A rendere ancor più significativo il successo, che porta il suo computo di podi a centosessanta, sono stati i distacchi, quasi da capogiro, inflitti alle dirette inseguitrici. La tedesca Lena Duerr, giunta seconda, ha staccato di un secondo e cinquantasette centesimi, mentre l’italo-albanese Lara Colturi, pur confermandosi per la seconda volta in carriera sul podio in Coppa del Mondo, ha dovuto arrendersi a un distacco di un ottantacinque centesimi. Un divario che, al di là dei numeri, delinea con chiarezza la dimensione di una supremazia difficilmente eguagliabile in questo momento storico, frutto di una preparazione maniacale e di una concentrazione che sembra non venire meno neppure quando la competizione è ormai decisa.

La giornata azzurra tra luci e ombre

Per la squadra italiana, invece, la giornata si è rivelata di quelle in cui si fatica a trovare un punto di riferimento, con la nevicata leggera e un fondo non particolarmente duro che non hanno agevolato le atlete in azzurro.

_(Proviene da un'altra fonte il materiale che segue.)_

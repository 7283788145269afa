//! 用户查询模型

use serde::Serialize;

/// 按用户名查询得到的用户资料
///
/// 联表 user_account / user_auth_info / email_validation_status / user_status 得到，
/// 不携带密码哈希与各类令牌。
#[derive(Debug, Clone, PartialEq, Serialize, sqlx::FromRow)]
pub struct UserRecord {
    /// 内部主键
    pub id: i64,
    /// 外部账户 ID
    pub account_id: String,
    pub username: String,
    #[sqlx(default)]
    pub first_name: Option<String>,
    #[sqlx(default)]
    pub last_name: Option<String>,
    #[sqlx(default)]
    pub email: Option<String>,
    #[sqlx(default)]
    pub email_verification_status: Option<String>,
    #[sqlx(default)]
    pub user_status: Option<String>,
}

/// 允许用于查询用户的列
///
/// 列名只能来自这里的静态字符串，调用方传入的值一律走参数绑定。
#[derive(Debug, Clone, Copy, PartialEq, Eq)]
pub enum UserLookupColumn {
    Username,
    AccountId,
    Email,
}

impl UserLookupColumn {
    pub fn column(self) -> &'static str {
        match self {
            Self::Username => "username",
            Self::AccountId => "account_id",
            Self::Email => "email",
        }
    }
}

impl std::fmt::Display for UserLookupColumn {
    fn fmt(&self, f: &mut std::fmt::Formatter<'_>) -> std::fmt::Result {
        f.write_str(self.column())
    }
}

#[cfg(test)]
mod tests {
    use super::*;

    #[test]
    fn test_lookup_columns_are_static() {
        assert_eq!(UserLookupColumn::Username.column(), "username");
        assert_eq!(UserLookupColumn::AccountId.column(), "account_id");
        assert_eq!(UserLookupColumn::Email.to_string(), "email");
    }
}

Lara Della Mea, la quale con il pettorale numero ventuno era riuscita a concludere la prima manche in sedicesima posizione, è stata l’unica a ottenere l’accesso alla seconda discesa, dove però ha perso diverse posizioni, chiudendo la gara in ventitreesima piazza. Un risultato che, se da un lato permette di raccogliere punti per la classifica generale, dall’altro lascia intravedere un gap da colmare rispetto alle vertici della disciplina, un percorso di crescita che richiederà ancora tempo e lavoro.

Il quadro di una specialità

La gara, nel suo complesso, ha offerto un quadro piuttosto definito degli equilibri nello slalom femminile, dove la norvegese Thea Louise Stjernesund, chiudendo la prima manche in venticinquesima posizione, ha dimostrato che, nonostante le difficoltà, era possibile ritrovare un buon feeling con la pista e centrare la qualificazione. Elementi, questi, che contribuiscono a descrivere un panorama competitivo in cui, al di là dell’indiscussa regina, la lotta per i piazzamenti di rilievo rimane aperta e combattuta, passando attraverso prestazioni altalenanti e tracciati che riservano sempre delle insidie.